# ASSIGNMENT
Every line below that includes the word "bare" needs to be copied.

----- DATASET RECORDS

// ---------------------------------------------------------------------------
// Tests
// ---------------------------------------------------------------------------

#[cfg(test)]
mod tests {
    use super::*;
    use crate::dialect::GenericDialect;
    use crate::token::Keyword;
    use proptest::prelude::*;

    fn kinds(sql: &str) -> Vec<TokenKind> {
        Lexer::new(sql, &GenericDialect)
            .tokenize()
            .expect("tokenize")
            .into_iter()
            .map(|t| t.kind)
            .collect()
    }

    fn lex_err(sql: &str) -> TokenizerError {
        Lexer::new(sql, &GenericDialect)
            .tokenize()
            .expect_err("expected tokenizer error")
    }

    #[test]
    fn test_lex_keywords_and_words() {
        let tokens = kinds("SELECT foo FROM bar");
        assert_eq!(tokens.len(), 5);
        match &tokens[0] {
            TokenKind::Word(w) => assert_eq!(w.keyword, Some(Keyword::Select)),
            other => panic!("expected word, got {other:?}"),
        }
        match &tokens[1] {
            TokenKind::Word(w) => {
                assert_eq!(w.value, "foo");
                assert_eq!(w.keyword, None);
            }
            other => panic!("expected word, got {other:?}"),
        }
    }

    #[test]
    fn test_lex_numbers_verbatim() {
        assert_eq!(
            kinds("42 3.14 .5 1e10 1.5e-3 123."),
            vec![
                TokenKind::Number("42".to_owned()),
                TokenKind::Number("3.14".to_owned()),
                TokenKind::Number(".5".to_owned()),
                TokenKind::Number("1e10".to_owned()),
                TokenKind::Number("1.5e-3".to_owned()),
                TokenKind::Number("123.".to_owned()),
                TokenKind::Eof,
            ]
        );
    }

    #[test]
    fn test_lex_number_then_word_without_numeric_prefix() {
        // GenericDialect does not let a digit start a word.
        assert_eq!(
            kinds("1abc"),
            vec![
                TokenKind::Number("1".to_owned()),
                TokenKind::Word(Word::bare("abc")),
                TokenKind::Eof,
            ]
        );
    }

    #[test]
    fn test_lex_numeric_prefix_dialect_forms_word() {
        #[derive(Debug)]
        struct NumericPrefix;
        impl Dialect for NumericPrefix {
            fn is_identifier_start(&self, ch: char) -> bool {
                ch.is_alphabetic() || ch == '_'
            }
            fn is_identifier_part(&self, ch: char) -> bool {
                ch.is_alphanumeric() || ch == '_'
            }
            fn supports_numeric_prefix(&self) -> bool {
                true
            }
        }
        let tokens: Vec<TokenKind> = Lexer::new("1st_col 2", &NumericPrefix)
            .tokenize()
            .unwrap()
            .into_iter()
            .map(|t| t.kind)
            .collect();
        assert_eq!(
            tokens,
            vec![
                TokenKind::Word(Word::bare("1st_col")),
                TokenKind::Number("2".to_owned()),
                TokenKind::Eof,
            ]
        );
    }

    #[test]
    fn test_lex_string_literals() {
        assert_eq!(
            kinds("'hello' 'it''s' ''"),
            vec![
                TokenKind::SingleQuotedString("hello".to_owned()),
                TokenKind::SingleQuotedString("it's".to_owned()),
                TokenKind::SingleQuotedString(String::new()),
                TokenKind::Eof,
            ]
        );
    }

    #[test]
    fn test_lex_string_prefixes() {
        assert_eq!(
            kinds("N'abc' X'CAFE' x'00ff' B'0101'"),
            vec![
                TokenKind::NationalString("abc".to_owned()),
                TokenKind::HexString("CAFE".to_owned()),
                TokenKind::HexString("00ff".to_owned()),
                TokenKind::BitString("0101".to_owned()),
                TokenKind::Eof,
            ]
        );
    }

    #[test]
    fn test_lex_invalid_hex_payload() {
        let err = lex_err("X'NOPE'");
        assert!(err.message.contains("hex"));
    }

    #[test]
    fn test_lex_backslash_escapes() {
        // GenericDialect enables backslash escapes.
        assert_eq!(
            kinds(r"'a\nb' '\\'"),
            vec![
                TokenKind::SingleQuotedString("a\nb".to_owned()),
                TokenKind::SingleQuotedString("\\".to_owned()),
                TokenKind::Eof,
            ]
        );
    }

    #[test]
    fn test_lex_backslash_literal_when_disabled() {
        #[derive(Debug)]
        struct NoEscape;
        impl Dialect for NoEscape {
            fn is_identifier_start(&self, ch: char) -> bool {
                ch.is_alphabetic()
            }
            fn is_identifier_part(&self, ch: char) -> bool {
                ch.is_alphanumeric()
            }
        }
        let tokens: Vec<TokenKind> = Lexer::new(r"'a\nb'", &NoEscape)
            .tokenize()
            .unwrap()
            .into_iter()
            .map(|t| t.kind)
            .collect();
        assert_eq!(
            tokens[0],
            TokenKind::SingleQuotedString("a\\nb".to_owned())
        );
    }

    #[test]
    fn test_lex_triple_quoted_string() {
        #[derive(Debug)]
        struct Triple;
        impl Dialect for Triple {
            fn is_identifier_start(&self, ch: char) -> bool {
                ch.is_alphabetic()
            }
            fn is_identifier_part(&self, ch: char) -> bool {
                ch.is_alphanumeric()
            }
            fn supports_triple_quoted_string(&self) -> bool {
                true
            }
        }
        let tokens: Vec<TokenKind> = Lexer::new("'''it's fine'''", &Triple)
            .tokenize()
            .unwrap()
            .into_iter()
            .map(|t| t.kind)
            .collect();
        assert_eq!(
            tokens[0],
            TokenKind::SingleQuotedString("it's fine".to_owned())
        );
    }

    #[test]
    fn test_lex_delimited_identifiers() {
        let tokens = kinds("\"table name\" `col` \"a\"\"b\"");
        assert_eq!(
            tokens,
            vec![
                TokenKind::Word(Word::quoted('"', "table name")),
                TokenKind::Word(Word::quoted('`', "col")),
                TokenKind::Word(Word::quoted('"', "a\"b")),
                TokenKind::Eof,
            ]
        );
    }

    #[test]
    fn test_lex_bracket_identifiers_with_bracket_dialect() {
        #[derive(Debug)]
        struct Brackets;
        impl Dialect for Brackets {
            fn is_identifier_start(&self, ch: char) -> bool {
                ch.is_alphabetic()
            }
            fn is_identifier_part(&self, ch: char) -> bool {
                ch.is_alphanumeric()
            }
            fn is_delimited_identifier_start(&self, ch: char) -> bool {
                ch == '[' || ch == '"'
            }
        }
        let tokens: Vec<TokenKind> = Lexer::new("[select]", &Brackets)
            .tokenize()
            .unwrap()
            .into_iter()
            .map(|t| t.kind)
            .collect();
        assert_eq!(tokens[0], TokenKind::Word(Word::quoted('[', "select")));
    }

    #[test]
    fn test_lex_placeholders() {
        assert_eq!(
            kinds("? ?3 $1 $name @param :named"),
            vec![
                TokenKind::Placeholder("?".to_owned()),
                TokenKind::Placeholder("?3".to_owned()),
                TokenKind::Placeholder("$1".to_owned()),
                TokenKind::Placeholder("$name".to_owned()),
                TokenKind::Placeholder("@param".to_owned()),
                TokenKind::Placeholder(":named".to_owned()),
                TokenKind::Eof,
            ]
        );
    }

    #[test]
    fn test_lex_operators_longest_first() {
        assert_eq!(
            kinds(":: -> ->> => #> #>> @> <@ ?| ?& || | |/ ||/ << >> <= >= <> != && ! ^"),
            vec![
                TokenKind::DoubleColon,
                TokenKind::Arrow,
                TokenKind::LongArrow,
                TokenKind::RArrow,
                TokenKind::HashArrow,
                TokenKind::HashLongArrow,
                TokenKind::AtArrow,
                TokenKind::ArrowAt,
                TokenKind::QuestionPipe,
                TokenKind::QuestionAnd,
                TokenKind::StringConcat,
                TokenKind::Pipe,
                TokenKind::PipeSlash,
                TokenKind::DoublePipeSlash,
                TokenKind::ShiftLeft,
                TokenKind::ShiftRight,
                TokenKind::LtEq,
                TokenKind::GtEq,
                TokenKind::Neq,
                TokenKind::Neq,
                TokenKind::DoubleAmpersand,
                TokenKind::ExclamationMark,
                TokenKind::Caret,
                TokenKind::Eof,
            ]
        );
    }

    #[test]
    fn test_lex_comments_discarded() {
        let tokens = kinds("SELECT -- trailing\n a /* block /* nested */ still */ b");
        assert_eq!(tokens.len(), 4); // SELECT, a, b, EOF
    }

    #[test]
    fn test_lex_unterminated_block_comment() {
        let err = lex_err("SELECT /* never closed");
        assert!(err.message.contains("unterminated block comment"));
        assert_eq!(err.line, 1);
        assert_eq!(err.col, 8);
    }

    #[test]
    fn test_lex_unterminated_string() {
        let err = lex_err("SELECT 'abc");
        assert!(err.message.contains("unterminated string"));
        assert_eq!(err.col, 8);
    }

    #[test]
    fn test_lex_unrecognized_character() {
        let err = lex_err("SELECT \u{7f}");
        assert!(err.message.contains("unrecognized character"));
    }

    #[test]
    fn test_lex_line_column_tracking() {
        let tokens = Lexer::new("SELECT\n  a,\r\n  b", &GenericDialect)
            .tokenize()
            .unwrap();
        assert_eq!((tokens[0].line, tokens[0].col), (1, 1));
        assert_eq!((tokens[1].line, tokens[1].col), (2, 3)); // a
        assert_eq!((tokens[2].line, tokens[2].col), (2, 4)); // ,
        assert_eq!((tokens[3].line, tokens[3].col), (3, 3)); // b after \r\n
    }

    proptest! {
        #[test]
        fn prop_identifier_words_lex_as_single_word(
            s in "[a-zA-Z_][a-zA-Z0-9_]{0,20}",
        ) {
            let tokens = kinds(&s);
            prop_assert_eq!(tokens.len(), 2);
            match &tokens[0] {
                TokenKind::Word(w) => prop_assert_eq!(&w.value, &s),
                other => prop_assert!(false, "expected word, got {:?}", other),
            }
        }

        #[test]
        fn prop_numbers_lex_verbatim(
            int in 0u64..1_000_000,
            frac in proptest::option::of(0u64..10_000),
        ) {
            let text = match frac {
                Some(fr) => format!("{int}.{fr}"),
                None => format!("{int}"),
            };
            let tokens = kinds(&text);
            prop_assert_eq!(tokens.len(), 2);
            prop_assert_eq!(&tokens[0], &TokenKind::Number(text));
        }

        #[test]
        fn prop_quoted_string_roundtrips(s in "[^'\\\\]{0,40}") {
            let sql = format!("'{s}'");
            let tokens = kinds(&sql);
            prop_assert_eq!(&tokens[0], &TokenKind::SingleQuotedString(s));
        }
    }
}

----------

# EXERCISE RESULT
                TokenKind::Word(Word::bare("abc")),
                TokenKind::Word(Word::bare("1st_col")),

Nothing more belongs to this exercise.